The U.S. economy will improve, but commentators will continue to be surprised at the stubbornness of structural unemployment and the slow pace of wage increases. Too few will point to the contribution made to this unhappy state of affairs by rising automation and a rising population.

Internationally, there will be a good number of unwelcome survivors. The euro will endure, sapping Europe’s economy and trashing its democracy for another miserable year. Unless the Grim Reaper comes calling, Raul Castro will hang on to power (Obama’s just made that a bit easier) and so will Maduro in Venezuela, the mullahs in Iran, ISIS, Kim the conqueror of Sony, and, despite the ruble’s troubles, Vladimir Putin too. Partly to ensure that result, Putin will keep gnawing on Ukraine’s eastern flank while pressing and provoking in the Baltic, hardest perhaps in Latvia, probably the most vulnerable of the Baltic trio.

In the U.K., the Conservative-led coalition will lose the May election, to be replaced by a minority Labour government that will rule with the support of the Scottish Nationalists, thus ensuring that Scottish independence remains on the agenda. That is not an issue that has gone away. UKIP, meanwhile, will win a respectable number of votes but just a handful of parliamentary seats. David Cameron will stand down as Tory leader after his defeat and will be replaced by Boris Johnson, the current mayor of London.

My wild-card prediction? Turner Classic Movies will show Inchon, The Bridges at Toko-Ri, and Retreat, Hell! in a continuous loop on April 15, Tax Day and the 103rd birthday of the late Kim Il Sung.

— Andrew Stuttaford is a longtime contributor to National Review and National Review Online.


Hilary Towers

In the wake of the 2014 Synod on marriage, in which the need for a consensus among the Church hierarchy on practical ways to revive marriage was (perhaps clumsily) revealed, the Catholic Church around the world is going to turn its full attention to the encouragement and fostering of loving, faithful, lifelong marriages.

To the consternation of a few, but the sheer delight and hope of many, Catholic leaders and Protestant evangelicals like Reverend Rick Warren, Dr. Russell Moore, and Drs. Eugene and Jacqueline Rivers are going to solidify, strengthen, and begin to put into action their shared vision of a marriage revival across the globe.

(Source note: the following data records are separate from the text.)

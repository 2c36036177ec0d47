//! Resolve client settings from flags, the config file and the environment.

use std::collections::HashMap;
use std::hash::BuildHasher;
use std::path::{Path, PathBuf};

use anyhow::Context;
use audit_trail_sdk::ClientSettings;
use directories::BaseDirs;
use tracing::debug;

/// Default config file: `<config_dir>/audit-trail/config.toml`.
pub(crate) fn default_config_path() -> Option<PathBuf> {
    BaseDirs::new().map(|dirs| dirs.config_dir().join("audit-trail").join("config.toml"))
}

/// Resolve settings against the process environment.
pub(crate) fn resolve(
    flags: ClientSettings,
    config_path: Option<&Path>,
) -> anyhow::Result<ClientSettings> {
    let env: HashMap<String, String> = std::env::vars().collect();
    resolve_with_env(flags, config_path, default_config_path().as_deref(), &env)
}

/// Precedence: flags, then the config file, then environment variables.
///
/// An explicit `config_path` must exist. The default path is optional.
pub(crate) fn resolve_with_env<S: BuildHasher>(
    flags: ClientSettings,
    config_path: Option<&Path>,
    default_path: Option<&Path>,
    env: &HashMap<String, String, S>,
) -> anyhow::Result<ClientSettings> {
    let file = match (config_path, default_path) {
        (Some(path), _) => ClientSettings::load(path)
            .with_context(|| format!("failed to load config {}", path.display()))?,
        (None, Some(path)) if path.is_file() => ClientSettings::load(path)
            .with_context(|| format!("failed to load config {}", path.display()))?,
        _ => ClientSettings::default(),
    };

    let mut settings = file.merge(flags);
    let applied = settings.apply_env_fallbacks(env)?;
    debug!(applied, "Resolved client settings");
    Ok(settings)
}
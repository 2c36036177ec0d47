//! Prelude module - commonly used types for convenient import.
//!
//! Use `use audit_trail_sdk::prelude::*;` to import all essential types.

pub use crate::{
    Action, Actor, ActorType, AuditTrailClient, AuditTrailError, AuditTrailResult, BatchResponse,
    BlockingClient, ClientBuilder, ErrorKind, Event, EventMetadata, EventResponse, PagedResult,
    Resource, SearchCriteria, StoredEvent,
};
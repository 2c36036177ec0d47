//! Integration test crate for the audit trail SDK.
//!
//! This crate exists solely for integration testing. It is `publish = false`
//! and has no library code; all tests live in `tests/`.

#![deny(unsafe_code)]
#![warn(missing_docs)]
#![deny(clippy::all)]
#![warn(unreachable_pub)]
#![deny(clippy::unwrap_used)]
#![cfg_attr(test, allow(clippy::unwrap_used))]
//! Audit Trail SDK - client for a remote audit trail service.
//!
//! This crate provides:
//! - A validated value model for audit events (actor, action, resource,
//!   metadata)
//! - An async [`AuditTrailClient`] and a [`BlockingClient`] facade
//! - Single and batch submission, lookup by id, and tenant-scoped search
//! - Retries with fixed or exponential delay for transport failures
//! - A typed error taxonomy separating connection, API and validation
//!   failures
//!
//! # Example
//!
//! ```rust,no_run
//! use audit_trail_sdk::prelude::*;
//!
//! # async fn example() -> AuditTrailResult<()> {
//! let client = AuditTrailClient::builder()
//!     .server_url("http://localhost:8080")
//!     .api_key("your-api-key")
//!     .build()?;
//!
//! let event = Event::create(
//!     Actor::user("user-123")?.with_name("John Doe"),
//!     Action::create().with_description("Created document"),
//!     Resource::document("doc-456")?.with_name("Q4 Report.pdf"),
//!     EventMetadata::create("web-app", "tenant-001")?.with_correlation_id("req-789"),
//! )?;
//!
//! let stored = client.log(&event).await?;
//! println!("stored {} ({})", stored.id, stored.hash);
//! # Ok(())
//! # }
//! ```

#![deny(unsafe_code)]
#![deny(missing_docs)]
#![deny(clippy::all)]
#![warn(unreachable_pub)]
#![deny(clippy::unwrap_used)]
#![cfg_attr(test, allow(clippy::unwrap_used))]

pub mod prelude;

mod blocking;
mod client;
mod config;
mod error;
mod model;
mod retry;
mod settings;
mod transport;

pub use blocking::BlockingClient;
pub use client::AuditTrailClient;
pub use config::{ClientBuilder, ClientConfig, DEFAULT_TIMEOUT, DEFAULT_USER_AGENT};
pub use error::{AuditTrailError, AuditTrailResult, BoxedCause, ErrorKind};
pub use model::{
    Action, Actor, ActorType, Attributes, BatchItemError, BatchResponse, Event, EventMetadata,
    EventResponse, PagedResult, Resource, SearchCriteria, StoredEvent,
};
pub use model::{DEFAULT_PAGE_SIZE, MAX_FILTERED_PAGE_SIZE, MAX_PAGE_SIZE};
pub use retry::{
    DEFAULT_MAX_DELAY, DEFAULT_RETRY_ATTEMPTS, DEFAULT_RETRY_DELAY, RetryOutcome, RetryPolicy,
    retry,
};
pub use settings::ClientSettings;
pub use transport::{
    API_KEY_HEADER, Method, ReqwestTransport, Transport, TransportRequest, TransportResponse,
};
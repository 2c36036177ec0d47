//! What was done.

use serde::{Deserialize, Serialize};

use super::Violations;
use crate::error::AuditTrailResult;

/// The operation performed on a resource.
///
/// The action type is open-ended; the well-known verbs are available both as
/// constants and as infallible factories.
#[derive(Debug, Clone, PartialEq, Eq, Serialize, Deserialize)]
#[serde(rename_all = "camelCase")]
pub struct Action {
    #[serde(rename = "type")]
    action_type: String,
    #[serde(default, skip_serializing_if = "Option::is_none")]
    description: Option<String>,
    #[serde(default, skip_serializing_if = "Option::is_none")]
    category: Option<String>,
}

impl Action {
    /// Resource creation.
    pub const CREATE: &'static str = "CREATE";
    /// Resource read.
    pub const READ: &'static str = "READ";
    /// Resource update.
    pub const UPDATE: &'static str = "UPDATE";
    /// Resource deletion.
    pub const DELETE: &'static str = "DELETE";
    /// Session start.
    pub const LOGIN: &'static str = "LOGIN";
    /// Session end.
    pub const LOGOUT: &'static str = "LOGOUT";

    fn fixed(action_type: &str) -> Self {
        Self {
            action_type: action_type.to_string(),
            description: None,
            category: None,
        }
    }

    /// Create an action with an arbitrary type.
    ///
    /// # Errors
    ///
    /// Returns [`crate::AuditTrailError::Validation`] if `action_type` is blank.
    pub fn of(action_type: impl Into<String>) -> AuditTrailResult<Self> {
        let action = Self {
            action_type: action_type.into(),
            description: None,
            category: None,
        };
        action.validate()?;
        Ok(action)
    }

    /// `CREATE` action.
    #[must_use]
    pub fn create() -> Self {
        Self::fixed(Self::CREATE)
    }

    /// `READ` action.
    #[must_use]
    pub fn read() -> Self {
        Self::fixed(Self::READ)
    }

    /// `UPDATE` action.
    #[must_use]
    pub fn update() -> Self {
        Self::fixed(Self::UPDATE)
    }

    /// `DELETE` action.
    #[must_use]
    pub fn delete() -> Self {
        Self::fixed(Self::DELETE)
    }

    /// `LOGIN` action, described as "User login".
    #[must_use]
    pub fn login() -> Self {
        Self::fixed(Self::LOGIN).with_description("User login")
    }

    /// `LOGOUT` action, described as "User logout".
    #[must_use]
    pub fn logout() -> Self {
        Self::fixed(Self::LOGOUT).with_description("User logout")
    }

    /// Set the description.
    #[must_use]
    pub fn with_description(mut self, description: impl Into<String>) -> Self {
        self.description = Some(description.into());
        self
    }

    /// Set the category.
    #[must_use]
    pub fn with_category(mut self, category: impl Into<String>) -> Self {
        self.category = Some(category.into());
        self
    }

    /// Action type, e.g. `"CREATE"`.
    #[must_use]
    pub fn action_type(&self) -> &str {
        &self.action_type
    }

    /// Description, if set.
    #[must_use]
    pub fn description(&self) -> Option<&str> {
        self.description.as_deref()
    }

    /// Category, if set.
    #[must_use]
    pub fn category(&self) -> Option<&str> {
        self.category.as_deref()
    }

    /// Check required fields.
    ///
    /// # Errors
    ///
    /// Returns [`crate::AuditTrailError::Validation`] listing every violation.
    pub fn validate(&self) -> AuditTrailResult<()> {
        let mut violations = Violations::new();
        violations.extend(self.violations());
        violations.finish("invalid action")
    }

    pub(crate) fn violations(&self) -> Vec<String> {
        let mut violations = Violations::new();
        violations.require("action.type", &self.action_type);
        violations.into_vec()
    }
}
//! Async client for the audit trail service.

use std::fmt;
use std::sync::Arc;

use serde::Serialize;
use serde::de::DeserializeOwned;
use serde_json::Value;
use tracing::{debug, error};

use crate::config::{ClientBuilder, ClientConfig};
use crate::error::{AuditTrailError, AuditTrailResult};
use crate::model::{BatchResponse, Event, EventResponse, PagedResult, SearchCriteria, StoredEvent};
use crate::retry::{RetryOutcome, retry};
use crate::transport::{ReqwestTransport, Transport, TransportRequest, TransportResponse};

const EVENTS_PATH: [&str; 3] = ["api", "v1", "events"];
const SEARCH_PATH: [&str; 3] = ["api", "v1", "search"];
const BATCH_SEGMENT: &str = "batch";

/// Longest raw body excerpt quoted in an error message.
const BODY_EXCERPT_CHARS: usize = 200;

/// Async handle to the audit trail service.
///
/// Cheap to clone; clones share one connection pool and one configuration.
#[derive(Clone)]
pub struct AuditTrailClient {
    inner: Arc<ClientInner>,
}

struct ClientInner {
    config: ClientConfig,
    transport: Arc<dyn Transport>,
}

impl fmt::Debug for AuditTrailClient {
    fn fmt(&self, f: &mut fmt::Formatter<'_>) -> fmt::Result {
        f.debug_struct("AuditTrailClient")
            .field("config", &self.inner.config)
            .finish_non_exhaustive()
    }
}

impl AuditTrailClient {
    /// Start configuring a client.
    #[must_use]
    pub fn builder() -> ClientBuilder {
        ClientBuilder::new()
    }

    /// Client for `server_url` with default settings.
    ///
    /// # Errors
    ///
    /// Same as [`ClientBuilder::build`].
    pub fn new(server_url: impl Into<String>, api_key: Option<&str>) -> AuditTrailResult<Self> {
        let mut builder = ClientBuilder::new();
        builder.server_url(server_url);
        if let Some(key) = api_key {
            builder.api_key(key);
        }
        builder.build()
    }

    /// Client using the default HTTP transport.
    ///
    /// # Errors
    ///
    /// Returns [`AuditTrailError::Connection`] if the HTTP client cannot start.
    pub fn from_config(config: ClientConfig) -> AuditTrailResult<Self> {
        let transport = Arc::new(ReqwestTransport::new(&config)?);
        Ok(Self::with_transport(config, transport))
    }

    /// Client using a caller-supplied transport.
    #[must_use]
    pub fn with_transport(config: ClientConfig, transport: Arc<dyn Transport>) -> Self {
        Self {
            inner: Arc::new(ClientInner { config, transport }),
        }
    }

    /// Frozen configuration.
    #[must_use]
    pub fn config(&self) -> &ClientConfig {
        &self.inner.config
    }

    /// Submit one event.
    ///
    /// # Errors
    ///
    /// - [`AuditTrailError::Validation`] if the event is invalid locally or
    ///   rejected by the service's schema checks. Nothing is sent in the
    ///   local case.
    /// - [`AuditTrailError::Api`] for any other non-2xx response.
    /// - [`AuditTrailError::Connection`] once retries are exhausted.
    pub async fn log(&self, event: &Event) -> AuditTrailResult<EventResponse> {
        if let Err(err) = event.validate() {
            debug!(violations = ?err.violations(), "Rejected invalid event");
            return Err(err);
        }

        let request = TransportRequest::post(EVENTS_PATH, to_body(event)?);
        let response = self.execute(request).await?;
        decode(&response, "event")
    }

    /// Submit several events in one request.
    ///
    /// An empty slice returns an all-zero response without contacting the
    /// service. Partial failures are reported in
    /// [`BatchResponse::errors`], not as an error.
    ///
    /// # Errors
    ///
    /// As for [`Self::log`]. Local violations are prefixed with
    /// `events[i].` and fail the whole batch.
    pub async fn log_batch(&self, events: &[Event]) -> AuditTrailResult<BatchResponse> {
        if events.is_empty() {
            return Ok(BatchResponse::empty());
        }

        let violations: Vec<String> = events
            .iter()
            .enumerate()
            .flat_map(|(i, event)| {
                event
                    .violations()
                    .into_iter()
                    .map(move |v| format!("events[{i}].{v}"))
            })
            .collect();
        if !violations.is_empty() {
            debug!(violations = ?violations, "Rejected invalid batch");
            return Err(AuditTrailError::validation("invalid events in batch").with_violations(violations));
        }

        let items = to_body(events)?;
        let body = serde_json::json!({ "events": items });
        let path = EVENTS_PATH.into_iter().chain([BATCH_SEGMENT]);
        let response = self.execute(TransportRequest::post(path, body)).await?;
        let mut batch: BatchResponse = decode(&response, "batch")?;
        batch.sort_errors();
        Ok(batch)
    }

    /// Fetch one stored event. A 404 yields `Ok(None)`.
    ///
    /// # Errors
    ///
    /// [`AuditTrailError::Validation`] for a blank id, otherwise as for
    /// [`Self::log`]. The service expects ids in UUID form and answers a
    /// malformed one with a 500, which surfaces as [`AuditTrailError::Api`]
    /// rather than `Ok(None)`.
    pub async fn get_by_id(&self, id: &str) -> AuditTrailResult<Option<StoredEvent>> {
        if id.trim().is_empty() {
            return Err(AuditTrailError::validation("event id is required")
                .with_violations(["id is required"]));
        }

        let path = EVENTS_PATH.into_iter().chain([id]);
        match self.execute(TransportRequest::get(path)).await {
            Ok(response) => decode(&response, "event").map(Some),
            Err(err) if err.status_code() == Some(404) => Ok(None),
            Err(err) => Err(err),
        }
    }

    /// Search a tenant's events.
    ///
    /// Criteria filtering by actor type, action type or resource are posted
    /// to the search endpoint; the rest use the event listing.
    ///
    /// # Errors
    ///
    /// [`AuditTrailError::Validation`] if the criteria are invalid, otherwise
    /// as for [`Self::log`].
    pub async fn search(&self, criteria: &SearchCriteria) -> AuditTrailResult<PagedResult<StoredEvent>> {
        criteria.validate()?;
        let request = if criteria.uses_search_endpoint() {
            TransportRequest::post(SEARCH_PATH, criteria.to_search_body())
        } else {
            TransportRequest::get(EVENTS_PATH).with_query(criteria.to_query())
        };
        let response = self.execute(request).await?;
        decode(&response, "search result")
    }

    /// Free-text search within a tenant.
    ///
    /// # Errors
    ///
    /// As for [`Self::search`].
    pub async fn quick_search(
        &self,
        text: &str,
        tenant_id: &str,
        page: u32,
        size: u32,
    ) -> AuditTrailResult<PagedResult<StoredEvent>> {
        let criteria = SearchCriteria::for_tenant(tenant_id)
            .query(text)
            .page(page)
            .size(size);
        self.search(&criteria).await
    }

    /// Send with retries, then map the status.
    async fn execute(&self, request: TransportRequest) -> AuditTrailResult<TransportResponse> {
        let policy = self.inner.config.retry_policy();
        let transport = &self.inner.transport;
        let path = request.path();

        let outcome = retry(
            policy,
            |attempt| {
                let request = request.clone();
                let path = path.as_str();
                async move {
                    debug!(method = %request.method, path, attempt, "Sending audit request");
                    transport.send(request).await
                }
            },
            AuditTrailError::is_retryable,
        )
        .await;

        let response = match outcome {
            RetryOutcome::Success(response) => response,
            RetryOutcome::Exhausted { error, attempts } => {
                if error.is_retryable() {
                    error!(path = %path, attempts, error = %error, "Audit service unreachable");
                }
                return Err(error);
            },
        };

        check_status(response, &path)
    }
}

fn to_body<T: Serialize + ?Sized>(value: &T) -> AuditTrailResult<Value> {
    serde_json::to_value(value).map_err(|e| {
        AuditTrailError::validation("payload could not be serialized").with_violations([e.to_string()])
    })
}

fn decode<T: DeserializeOwned>(response: &TransportResponse, what: &str) -> AuditTrailResult<T> {
    serde_json::from_str(&response.body).map_err(|e| {
        AuditTrailError::api(
            format!("unexpected {what} response from audit service: {e}"),
            response.status,
        )
    })
}

/// Map a non-2xx response to the matching error kind.
fn check_status(response: TransportResponse, path: &str) -> AuditTrailResult<TransportResponse> {
    if response.is_success() {
        return Ok(response);
    }

    let status = response.status;
    if status == 404 {
        debug!(path, "Audit service returned 404");
    } else {
        error!(status, path, body = %response.body, "Audit service error");
    }

    let body: Option<Value> = serde_json::from_str(&response.body).ok();
    let server_message = body
        .as_ref()
        .and_then(|b| b.get("message"))
        .and_then(Value::as_str)
        .filter(|m| !m.is_empty())
        .map(str::to_string);

    if matches!(status, 400 | 422) {
        let violations: Vec<String> = body
            .as_ref()
            .and_then(|b| b.get("violations"))
            .and_then(Value::as_array)
            .map(|items| items.iter().map(violation_text).collect())
            .unwrap_or_default();
        if !violations.is_empty() {
            let message = server_message.unwrap_or_else(|| "request rejected by audit service".into());
            return Err(AuditTrailError::validation(message).with_violations(violations));
        }
    }

    let detail = server_message.unwrap_or_else(|| excerpt(&response.body));
    let err = AuditTrailError::api(format!("HTTP {status}: {detail}"), status);
    Err(match body {
        Some(body) => err.with_body(body),
        None => err,
    })
}

fn violation_text(item: &Value) -> String {
    match item {
        Value::String(s) => s.clone(),
        Value::Object(map) => match (
            map.get("field").and_then(Value::as_str),
            map.get("message").and_then(Value::as_str),
        ) {
            (Some(field), Some(message)) => format!("{field}: {message}"),
            (None, Some(message)) => message.to_string(),
            _ => item.to_string(),
        },
        other => other.to_string(),
    }
}

fn excerpt(body: &str) -> String {
    let trimmed = body.trim();
    if trimmed.is_empty() {
        return "no response body".to_string();
    }
    match trimmed.char_indices().nth(BODY_EXCERPT_CHARS) {
        Some((cut, _)) => format!("{}...", &trimmed[..cut]),
        None => trimmed.to_string(),
    }
}

#[cfg(test)]
mod tests {
    use super::*;
    use serde_json::json;

    #[test]
    fn test_success_passes_through() {
        let response = TransportResponse::new(201, "{}");
        assert!(check_status(response, "/api/v1/events").is_ok());
    }

    #[test]
    fn test_server_violations_become_validation() {
        let body = json!({
            "status": 400,
            "error": "Bad Request",
            "message": "Validation failed",
            "violations": ["actor.id: must not be blank", {"field": "metadata.tenantId", "message": "must not be blank"}]
        });
        let err = check_status(TransportResponse::new(400, body.to_string()), "/p").unwrap_err();
        assert_eq!(err.to_string(), "Validation failed");
        assert_eq!(
            err.violations(),
            ["actor.id: must not be blank", "metadata.tenantId: must not be blank"]
        );
    }

    #[test]
    fn test_bad_request_without_violations_is_api() {
        let body = json!({"message": "Malformed JSON"});
        let err = check_status(TransportResponse::new(400, body.to_string()), "/p").unwrap_err();
        assert_eq!(err.status_code(), Some(400));
        assert_eq!(err.to_string(), "HTTP 400: Malformed JSON");
        assert_eq!(err.body(), Some(&body));
    }

    #[test]
    fn test_non_json_error_body() {
        let err = check_status(TransportResponse::new(502, "<html>bad gateway</html>"), "/p").unwrap_err();
        assert!(err.is_server_error());
        assert!(err.body().is_none());
        assert_eq!(err.to_string(), "HTTP 502: <html>bad gateway</html>");
    }

    #[test]
    fn test_empty_error_body() {
        let err = check_status(TransportResponse::new(500, ""), "/p").unwrap_err();
        assert_eq!(err.to_string(), "HTTP 500: no response body");
    }

    #[test]
    fn test_excerpt_truncates_on_char_boundary() {
        let long = "é".repeat(BODY_EXCERPT_CHARS.saturating_add(10));
        let cut = excerpt(&long);
        assert!(cut.ends_with("..."));
        assert_eq!(cut.chars().count(), BODY_EXCERPT_CHARS.saturating_add(3));
    }

    #[test]
    fn test_undecodable_success_body_is_api_error() {
        let err = decode::<EventResponse>(&TransportResponse::new(201, "not json"), "event").unwrap_err();
        assert_eq!(err.status_code(), Some(201));
        assert!(err.body().is_none());
    }
}
//! Synchronous facade over [`AuditTrailClient`].
//!
//! A [`BlockingClient`] owns a small tokio runtime and blocks the calling
//! thread on the async implementation, so validation, retries and error
//! mapping are identical in both calling conventions.

use std::fmt;
use std::future::Future;

use tokio::runtime::{Builder, Handle, Runtime};

use crate::client::AuditTrailClient;
use crate::config::ClientConfig;
use crate::error::{AuditTrailError, AuditTrailResult};
use crate::model::{BatchResponse, Event, EventResponse, PagedResult, SearchCriteria, StoredEvent};

/// Blocking handle to the audit trail service.
///
/// Safe to share between threads by reference or behind an `Arc`. Calls made
/// from inside an async context are driven on a scoped helper thread rather
/// than panicking.
pub struct BlockingClient {
    client: AuditTrailClient,
    runtime: Option<Runtime>,
}

impl fmt::Debug for BlockingClient {
    fn fmt(&self, f: &mut fmt::Formatter<'_>) -> fmt::Result {
        f.debug_struct("BlockingClient")
            .field("client", &self.client)
            .finish_non_exhaustive()
    }
}

impl BlockingClient {
    /// Wrap an async client.
    ///
    /// # Errors
    ///
    /// Returns [`AuditTrailError::Connection`] if the runtime cannot start.
    pub fn new(client: AuditTrailClient) -> AuditTrailResult<Self> {
        let runtime = Builder::new_multi_thread()
            .worker_threads(1)
            .thread_name("audit-trail-blocking")
            .enable_all()
            .build()
            .map_err(|e| AuditTrailError::connection("failed to start blocking runtime").with_cause(e))?;

        Ok(Self {
            client,
            runtime: Some(runtime),
        })
    }

    /// The wrapped async client.
    #[must_use]
    pub fn async_client(&self) -> &AuditTrailClient {
        &self.client
    }

    /// Frozen configuration.
    #[must_use]
    pub fn config(&self) -> &ClientConfig {
        self.client.config()
    }

    /// Blocking [`AuditTrailClient::log`].
    ///
    /// # Errors
    ///
    /// See [`AuditTrailClient::log`].
    pub fn log(&self, event: &Event) -> AuditTrailResult<EventResponse> {
        self.block_on(self.client.log(event))
    }

    /// Blocking [`AuditTrailClient::log_batch`].
    ///
    /// # Errors
    ///
    /// See [`AuditTrailClient::log_batch`].
    pub fn log_batch(&self, events: &[Event]) -> AuditTrailResult<BatchResponse> {
        self.block_on(self.client.log_batch(events))
    }

    /// Blocking [`AuditTrailClient::get_by_id`].
    ///
    /// # Errors
    ///
    /// See [`AuditTrailClient::get_by_id`].
    pub fn get_by_id(&self, id: &str) -> AuditTrailResult<Option<StoredEvent>> {
        self.block_on(self.client.get_by_id(id))
    }

    /// Blocking [`AuditTrailClient::search`].
    ///
    /// # Errors
    ///
    /// See [`AuditTrailClient::search`].
    pub fn search(&self, criteria: &SearchCriteria) -> AuditTrailResult<PagedResult<StoredEvent>> {
        self.block_on(self.client.search(criteria))
    }

    /// Blocking [`AuditTrailClient::quick_search`].
    ///
    /// # Errors
    ///
    /// See [`AuditTrailClient::quick_search`].
    pub fn quick_search(
        &self,
        text: &str,
        tenant_id: &str,
        page: u32,
        size: u32,
    ) -> AuditTrailResult<PagedResult<StoredEvent>> {
        self.block_on(self.client.quick_search(text, tenant_id, page, size))
    }

    fn block_on<T, F>(&self, future: F) -> AuditTrailResult<T>
    where
        F: Future<Output = AuditTrailResult<T>> + Send,
        T: Send,
    {
        let Some(runtime) = self.runtime.as_ref() else {
            return Err(AuditTrailError::connection("blocking client runtime is shut down"));
        };

        if Handle::try_current().is_ok() {
            // Inside a tokio runtime: block a scoped thread instead of this one.
            std::thread::scope(|s| s.spawn(|| runtime.block_on(future)).join())
                .unwrap_or_else(|_| Err(AuditTrailError::connection("blocking call panicked")))
        } else {
            runtime.block_on(future)
        }
    }
}

impl Drop for BlockingClient {
    fn drop(&mut self) {
        // Dropping a runtime from async code panics; background shutdown does not.
        if let Some(runtime) = self.runtime.take() {
            runtime.shutdown_background();
        }
    }
}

Hilary Towers is a developmental psychologist and mother of five whose work focuses on marriage and parenting.


John Yoo

I recently had a lunch with the leading conservatives in the Bay Area — all five of us — to come up with some predictions:

1. In 2015, Jerry Brown will vacation in Cuba.

2. In 2015, Fidel Castro will vacation in Florida.

3. Jeb Bush will become the frontrunner for the Republican nomination, with Rand Paul a close second. Republican insiders will urge a Bush-Paul ticket to unify the party.

4. The Supreme Court will enforce Obamacare as written in the Halbig v. Burwell case, which will end federal subsidies for health insurance in states with no insurance exchanges. Obamacare will be thrown into turmoil as President Obama refuses to accept any compromises on a repair bill.

5. The Supreme Court will find that state bans on gay marriage violate the Due Process Clause of the Constitution. Justice Anthony Kennedy will provide the fifth vote alongside the four liberal justices.

6. Iran will refuse to end its nuclear-weapons program, but President Obama will sign an agreement that lifts U.S. sanctions and normalizes relations anyway. Iran may superficially agree to give up nuclear weapons, but there will be no serious monitoring or sanctions to stop it.

— John Yoo is Emanuel S. Heller Professor of Law at the University of California at Berkeley.